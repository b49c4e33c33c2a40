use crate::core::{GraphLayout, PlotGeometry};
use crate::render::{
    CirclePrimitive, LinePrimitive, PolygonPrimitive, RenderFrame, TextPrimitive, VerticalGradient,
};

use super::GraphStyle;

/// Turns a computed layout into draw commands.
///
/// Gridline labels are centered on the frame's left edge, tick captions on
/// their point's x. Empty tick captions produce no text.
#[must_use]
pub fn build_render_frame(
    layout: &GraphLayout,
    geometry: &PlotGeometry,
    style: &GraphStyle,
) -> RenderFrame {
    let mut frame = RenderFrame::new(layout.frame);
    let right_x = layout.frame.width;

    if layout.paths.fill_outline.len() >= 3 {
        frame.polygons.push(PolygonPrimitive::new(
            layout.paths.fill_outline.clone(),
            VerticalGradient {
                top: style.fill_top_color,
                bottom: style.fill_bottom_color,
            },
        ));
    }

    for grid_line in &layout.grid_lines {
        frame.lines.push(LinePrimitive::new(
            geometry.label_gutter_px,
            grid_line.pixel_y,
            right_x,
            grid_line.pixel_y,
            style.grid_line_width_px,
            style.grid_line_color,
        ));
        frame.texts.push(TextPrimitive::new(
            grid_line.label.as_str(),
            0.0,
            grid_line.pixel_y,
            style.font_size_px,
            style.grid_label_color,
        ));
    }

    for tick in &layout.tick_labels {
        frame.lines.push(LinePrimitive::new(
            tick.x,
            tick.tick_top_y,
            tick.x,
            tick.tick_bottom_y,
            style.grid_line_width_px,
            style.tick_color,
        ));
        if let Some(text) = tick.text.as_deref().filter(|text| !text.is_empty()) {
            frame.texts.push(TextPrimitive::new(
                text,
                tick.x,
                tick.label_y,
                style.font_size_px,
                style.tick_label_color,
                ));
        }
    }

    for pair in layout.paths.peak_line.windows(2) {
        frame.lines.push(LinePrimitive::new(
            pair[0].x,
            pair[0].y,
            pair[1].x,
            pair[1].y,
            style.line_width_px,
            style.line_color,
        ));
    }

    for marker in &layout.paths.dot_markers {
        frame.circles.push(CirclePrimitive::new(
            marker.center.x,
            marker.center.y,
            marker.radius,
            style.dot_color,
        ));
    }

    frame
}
-- -- --
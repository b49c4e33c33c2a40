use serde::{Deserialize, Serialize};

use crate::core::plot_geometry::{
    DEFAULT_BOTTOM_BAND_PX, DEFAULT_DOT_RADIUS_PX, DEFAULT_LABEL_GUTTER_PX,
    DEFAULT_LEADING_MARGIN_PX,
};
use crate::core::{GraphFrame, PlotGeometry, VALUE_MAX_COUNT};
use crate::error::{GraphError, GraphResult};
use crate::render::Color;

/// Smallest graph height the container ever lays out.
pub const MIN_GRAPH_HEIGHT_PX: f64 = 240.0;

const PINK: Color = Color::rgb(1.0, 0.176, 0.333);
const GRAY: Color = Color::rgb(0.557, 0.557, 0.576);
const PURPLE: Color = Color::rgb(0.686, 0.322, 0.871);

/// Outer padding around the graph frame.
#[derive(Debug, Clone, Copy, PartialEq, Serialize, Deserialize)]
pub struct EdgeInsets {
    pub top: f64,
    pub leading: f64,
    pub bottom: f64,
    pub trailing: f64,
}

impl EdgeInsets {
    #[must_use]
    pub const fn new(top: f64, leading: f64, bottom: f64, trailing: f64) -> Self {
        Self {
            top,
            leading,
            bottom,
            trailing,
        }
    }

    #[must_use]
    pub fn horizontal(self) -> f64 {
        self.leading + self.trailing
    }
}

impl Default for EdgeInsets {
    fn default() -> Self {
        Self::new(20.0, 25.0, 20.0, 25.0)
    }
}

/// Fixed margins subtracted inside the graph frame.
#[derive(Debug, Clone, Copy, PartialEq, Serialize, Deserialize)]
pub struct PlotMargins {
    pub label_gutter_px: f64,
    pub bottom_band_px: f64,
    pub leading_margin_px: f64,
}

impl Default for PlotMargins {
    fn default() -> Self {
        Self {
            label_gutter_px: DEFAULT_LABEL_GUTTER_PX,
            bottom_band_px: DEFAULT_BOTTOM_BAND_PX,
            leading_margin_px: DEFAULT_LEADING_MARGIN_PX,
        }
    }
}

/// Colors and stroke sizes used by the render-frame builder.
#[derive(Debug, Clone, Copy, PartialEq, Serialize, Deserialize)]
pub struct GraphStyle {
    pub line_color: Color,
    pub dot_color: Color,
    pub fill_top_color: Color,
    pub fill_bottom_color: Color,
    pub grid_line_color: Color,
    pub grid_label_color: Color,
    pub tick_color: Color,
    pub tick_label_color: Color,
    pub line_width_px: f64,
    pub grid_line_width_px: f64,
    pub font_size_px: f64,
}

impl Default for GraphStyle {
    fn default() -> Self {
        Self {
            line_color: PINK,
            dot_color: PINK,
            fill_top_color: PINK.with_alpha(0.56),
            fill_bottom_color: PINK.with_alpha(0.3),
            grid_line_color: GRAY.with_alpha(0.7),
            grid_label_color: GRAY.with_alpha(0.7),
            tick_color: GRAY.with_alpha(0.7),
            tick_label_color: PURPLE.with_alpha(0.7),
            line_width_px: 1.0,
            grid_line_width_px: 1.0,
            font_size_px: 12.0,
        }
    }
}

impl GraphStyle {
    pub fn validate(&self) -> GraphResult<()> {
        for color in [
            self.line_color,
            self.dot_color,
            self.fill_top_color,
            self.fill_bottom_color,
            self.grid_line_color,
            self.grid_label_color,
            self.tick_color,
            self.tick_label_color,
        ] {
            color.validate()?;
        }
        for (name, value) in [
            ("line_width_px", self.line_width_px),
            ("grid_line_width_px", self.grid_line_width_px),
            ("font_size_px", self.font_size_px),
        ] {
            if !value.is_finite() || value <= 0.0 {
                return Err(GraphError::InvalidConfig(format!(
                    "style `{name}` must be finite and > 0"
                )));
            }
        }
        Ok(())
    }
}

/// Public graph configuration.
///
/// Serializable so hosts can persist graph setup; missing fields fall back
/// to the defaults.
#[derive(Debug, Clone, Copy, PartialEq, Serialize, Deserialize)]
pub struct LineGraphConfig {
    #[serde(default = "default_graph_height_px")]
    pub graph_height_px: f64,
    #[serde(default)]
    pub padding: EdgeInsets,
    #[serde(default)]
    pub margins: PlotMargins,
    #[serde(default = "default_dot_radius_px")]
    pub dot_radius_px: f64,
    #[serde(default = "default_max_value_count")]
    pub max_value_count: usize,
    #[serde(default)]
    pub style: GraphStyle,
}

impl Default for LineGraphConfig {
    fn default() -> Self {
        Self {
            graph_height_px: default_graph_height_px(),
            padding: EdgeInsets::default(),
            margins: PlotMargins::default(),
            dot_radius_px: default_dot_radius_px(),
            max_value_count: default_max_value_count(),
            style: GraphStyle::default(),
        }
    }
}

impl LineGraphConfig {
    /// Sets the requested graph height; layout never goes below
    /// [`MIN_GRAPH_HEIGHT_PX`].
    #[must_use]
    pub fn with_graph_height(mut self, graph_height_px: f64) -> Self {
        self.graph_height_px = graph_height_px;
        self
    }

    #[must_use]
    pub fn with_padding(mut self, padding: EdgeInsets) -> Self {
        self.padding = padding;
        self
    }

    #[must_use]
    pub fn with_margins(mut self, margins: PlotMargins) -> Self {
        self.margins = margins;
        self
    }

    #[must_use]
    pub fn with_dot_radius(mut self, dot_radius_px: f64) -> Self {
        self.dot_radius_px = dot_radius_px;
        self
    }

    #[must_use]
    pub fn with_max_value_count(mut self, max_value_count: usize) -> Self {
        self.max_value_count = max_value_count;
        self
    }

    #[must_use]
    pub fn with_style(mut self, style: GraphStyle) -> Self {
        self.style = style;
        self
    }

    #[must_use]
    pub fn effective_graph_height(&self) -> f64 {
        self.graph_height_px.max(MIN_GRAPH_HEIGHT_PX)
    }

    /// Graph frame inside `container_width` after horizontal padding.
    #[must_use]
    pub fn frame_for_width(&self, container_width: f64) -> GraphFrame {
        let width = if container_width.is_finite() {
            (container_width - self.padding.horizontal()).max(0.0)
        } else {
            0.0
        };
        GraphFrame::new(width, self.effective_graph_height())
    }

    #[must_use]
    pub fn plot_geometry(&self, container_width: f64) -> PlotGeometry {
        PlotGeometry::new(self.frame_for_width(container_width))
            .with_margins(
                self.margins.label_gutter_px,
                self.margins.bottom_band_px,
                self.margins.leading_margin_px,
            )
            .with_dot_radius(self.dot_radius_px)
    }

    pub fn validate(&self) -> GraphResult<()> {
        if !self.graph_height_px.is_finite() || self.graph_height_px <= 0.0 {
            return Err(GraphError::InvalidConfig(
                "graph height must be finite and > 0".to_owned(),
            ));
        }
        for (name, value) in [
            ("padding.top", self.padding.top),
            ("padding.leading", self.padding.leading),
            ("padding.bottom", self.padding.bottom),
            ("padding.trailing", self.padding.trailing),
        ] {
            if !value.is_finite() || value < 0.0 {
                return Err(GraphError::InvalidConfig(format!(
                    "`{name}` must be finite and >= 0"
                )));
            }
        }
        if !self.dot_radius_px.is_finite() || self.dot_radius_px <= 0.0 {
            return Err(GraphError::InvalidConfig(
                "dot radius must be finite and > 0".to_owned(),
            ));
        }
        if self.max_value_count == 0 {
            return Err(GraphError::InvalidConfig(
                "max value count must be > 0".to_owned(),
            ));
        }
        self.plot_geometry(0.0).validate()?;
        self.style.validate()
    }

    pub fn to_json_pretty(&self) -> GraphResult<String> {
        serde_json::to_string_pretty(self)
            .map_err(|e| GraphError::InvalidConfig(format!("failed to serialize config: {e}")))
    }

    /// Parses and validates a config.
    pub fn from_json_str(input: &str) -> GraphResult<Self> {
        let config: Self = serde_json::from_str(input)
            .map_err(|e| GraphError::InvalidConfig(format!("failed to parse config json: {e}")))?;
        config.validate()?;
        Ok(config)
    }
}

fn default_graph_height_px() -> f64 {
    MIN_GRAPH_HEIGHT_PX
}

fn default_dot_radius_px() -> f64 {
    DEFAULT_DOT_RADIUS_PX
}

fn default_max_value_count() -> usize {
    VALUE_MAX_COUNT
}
-- -- --
#### [EXERCISE DIRECTIONS]
What lines in the material include the string "failed"? Pull each one out.

#### [ANSWER BOX]
            .map_err(|e| GraphError::InvalidConfig(format!("failed to serialize config: {e}")))
            .map_err(|e| GraphError::InvalidConfig(format!("failed to parse config json: {e}")))?;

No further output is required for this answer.